There are exceptions to any rule about movies you might try to make, but most of the time, unless you’re making a Bond film or a “Mission: Impossible” sequel, the physical and cultural geography of a film are crucial elements. A director must understand the real or fictional spaces his characters inhabit, and there’s nothing to understand when we’re hopping from Vienna to Bratislava to Paris to London to Denver to Phoenix to wherever the hell else. Any time an individual scene, or even a moment within a scene, begins to acquire narrative momentum, we’re on to the next alcohol-fueled couple in the next anonymous setting. As a kind of corollary to this dislocation, every big-name actor is only in “360” for a few minutes, and only Jude Law and Rachel Weisz, as the adulterous, conflicted London couple, seem capable of restraining themselves from eating the scenery.

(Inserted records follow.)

//! Wire normalization of record values.
//!
//! The local store keeps typed values (dates, sets, binary); the remote store
//! only understands plain JSON. [`sanitize`] lowers a value to the wire-safe
//! subset of [`FieldValue`], and [`sanitize_record`] produces the flat JSON
//! object that the transport sends.
//!
//! Both functions are total and idempotent: sanitizing an already sanitized
//! value returns it unchanged.

use base64::engine::general_purpose::STANDARD;
use base64::Engine;
use chartsync_types::{FieldValue, Record, ID_KEY, UPDATED_AT_KEY};
use chrono::SecondsFormat;

/// Lowers a value to its wire-safe form.
///
/// - date-times become RFC 3339 strings with millisecond precision
/// - dates become `YYYY-MM-DD`
/// - binary payloads become standard base64 text
/// - sets become lists with duplicates removed (first occurrence wins)
/// - maps and lists are sanitized recursively
/// - non-finite floats become null
/// - everything else is returned as is
#[must_use]
pub fn sanitize(value: &FieldValue) -> FieldValue {
    match value {
        FieldValue::Null
        | FieldValue::Bool(_)
        | FieldValue::Integer(_)
        | FieldValue::Text(_) => value.clone(),
        FieldValue::Float(f) if f.is_finite() => value.clone(),
        FieldValue::Float(_) => FieldValue::Null,
        FieldValue::DateTime(dt) => {
            FieldValue::Text(dt.to_rfc3339_opts(SecondsFormat::Millis, true))
        }
        FieldValue::Date(d) => FieldValue::Text(d.format("%Y-%m-%d").to_string()),
        FieldValue::Bytes(bytes) => FieldValue::Text(STANDARD.encode(bytes)),
        FieldValue::List(items) => FieldValue::List(items.iter().map(sanitize).collect()),
        FieldValue::Set(items) => {
            let mut unique: Vec<FieldValue> = Vec::with_capacity(items.len());
            for item in items.iter().map(sanitize) {
                if !unique.contains(&item) {
                    unique.push(item);
                }
            }
            FieldValue::List(unique)
        }
        FieldValue::Map(map) => FieldValue::Map(
            map.iter()
                .map(|(k, v)| (k.clone(), sanitize(v)))
                .collect(),
        ),
    }
}

/// Sanitizes every field of a record.
#[must_use]
pub fn sanitize_fields(record: &Record) -> Record {
    Record {
        id: record.id.clone(),
        updated_at: record.updated_at,
        fields: record
            .fields
            .iter()
            .map(|(k, v)| (k.clone(), sanitize(v)))
            .collect(),
    }
}

/// Produces the wire object for a record: `id`, `updatedAt` and every
/// sanitized field. Fields named like the reserved keys are overridden by the
/// record's own identity.
#[must_use]
pub fn sanitize_record(record: &Record) -> serde_json::Map<String, serde_json::Value> {
    let mut wire: serde_json::Map<String, serde_json::Value> = record
        .fields
        .iter()
        .map(|(k, v)| (k.clone(), sanitize(v).to_json()))
        .collect();
    wire.insert(ID_KEY.into(), serde_json::Value::String(record.id.to_string()));
    wire.insert(
        UPDATED_AT_KEY.into(),
        serde_json::Value::String(record.updated_at.to_rfc3339()),
    );
    wire
}

#[cfg(test)]
mod tests {
    use super::*;
    use chrono::{NaiveDate, TimeZone, Utc};

    #[test]
    fn datetime_is_canonical() {
        let dt = Utc.with_ymd_and_hms(2024, 5, 1, 10, 0, 0).unwrap();
        assert_eq!(
            sanitize(&FieldValue::DateTime(dt)),
            FieldValue::Text("2024-05-01T10:00:00.000Z".into())
        );
    }

    #[test]
    fn date_is_iso() {
        let d = NaiveDate::from_ymd_opt(1990, 3, 14).unwrap();
        assert_eq!(sanitize(&FieldValue::Date(d)), FieldValue::Text("1990-03-14".into()));
    }

    #[test]
    fn set_dedups_in_order() {
        let set = FieldValue::Set(vec!["b".into(), "a".into(), "b".into()]);
        assert_eq!(
            sanitize(&set),
            FieldValue::List(vec!["b".into(), "a".into()])
        );
    }

    #[test]
    fn nan_becomes_null() {
        assert_eq!(sanitize(&FieldValue::Float(f64::NAN)), FieldValue::Null);
    }
}
//! Core type definitions for chartsync.
//!
//! This crate defines the storage- and transport-agnostic types shared by the
//! local store and the sync engine:
//! - Record identifiers (opaque strings, UUID v7 when minted locally)
//! - Millisecond UTC timestamps used for last-write-wins comparison
//! - The typed field value model and the generic [`Record`] container
//! - Audit actions recorded by the audit interceptor

mod action;
mod ids;
mod record;
mod timestamp;
mod value;

pub use action::AuditAction;
pub use ids::RecordId;
pub use record::{Fields, Record, ID_KEY, UPDATED_AT_KEY};
pub use timestamp::Timestamp;
pub use value::FieldValue;

/// Result type alias using the crate's error type.
pub type Result<T> = std::result::Result<T, Error>;

/// Errors that can occur when building or parsing core types.
#[derive(Debug, thiserror::Error)]
pub enum Error {
    #[error("serialization error: {0}")]
    Serialization(#[from] serde_json::Error),

    #[error("invalid timestamp: {0}")]
    InvalidTimestamp(String),

    #[error("invalid record: {0}")]
    InvalidRecord(String),

    #[error("unknown audit action: {0}")]
    UnknownAction(String),
}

Arab-French actor Jamel Debbouze, as the Muslim dentist, and Ben Foster, as the child molester, are the hammiest offenders – and they’re both really talented! – but special mention also goes to Anthony Hopkins (playing the bereaved Englishman) in another of his 21st-century performances apparently transmitted by iPhone from the beach condo, in which he self-evidently could not care less. I’ve spent the last several years believing that Hopkins has become a terrible actor in his post-Hannibal Lecter years, but maybe he’s actually pursued his tremendous technique to a new level, embodying the Al Pacino principle that just because they turn the camera on and yell “Action” doesn’t mean you have to do anything.

As for the goofy New Age consciousness-raising stuff about how we’re all connected by love and lust and heartbreak and how a ladybug’s sneeze in downstate Illinois makes Vladimir Putin cry, sure, I’m willing to go there. But, first of all, you’re better off demonstrating that stuff in a less linear and literal way (and with fewer hot Brazilian chicks trying to gal-rape skinhead sex offenders). Second of all, that isn’t what Schnitzler’s “La Ronde,” primarily a commentary on the hypocrisy of sexual morality and class divisions, is about at all. This kind of movie claims to be questing for something essential about human nature, but its scattershot, speed-dating quality means that what it actually captures are the most superficial things. We’re all connected, dude – mostly because we’re all so damn hot.

Andrew O'Hehir

Andrew O'Hehir is executive editor of Salon.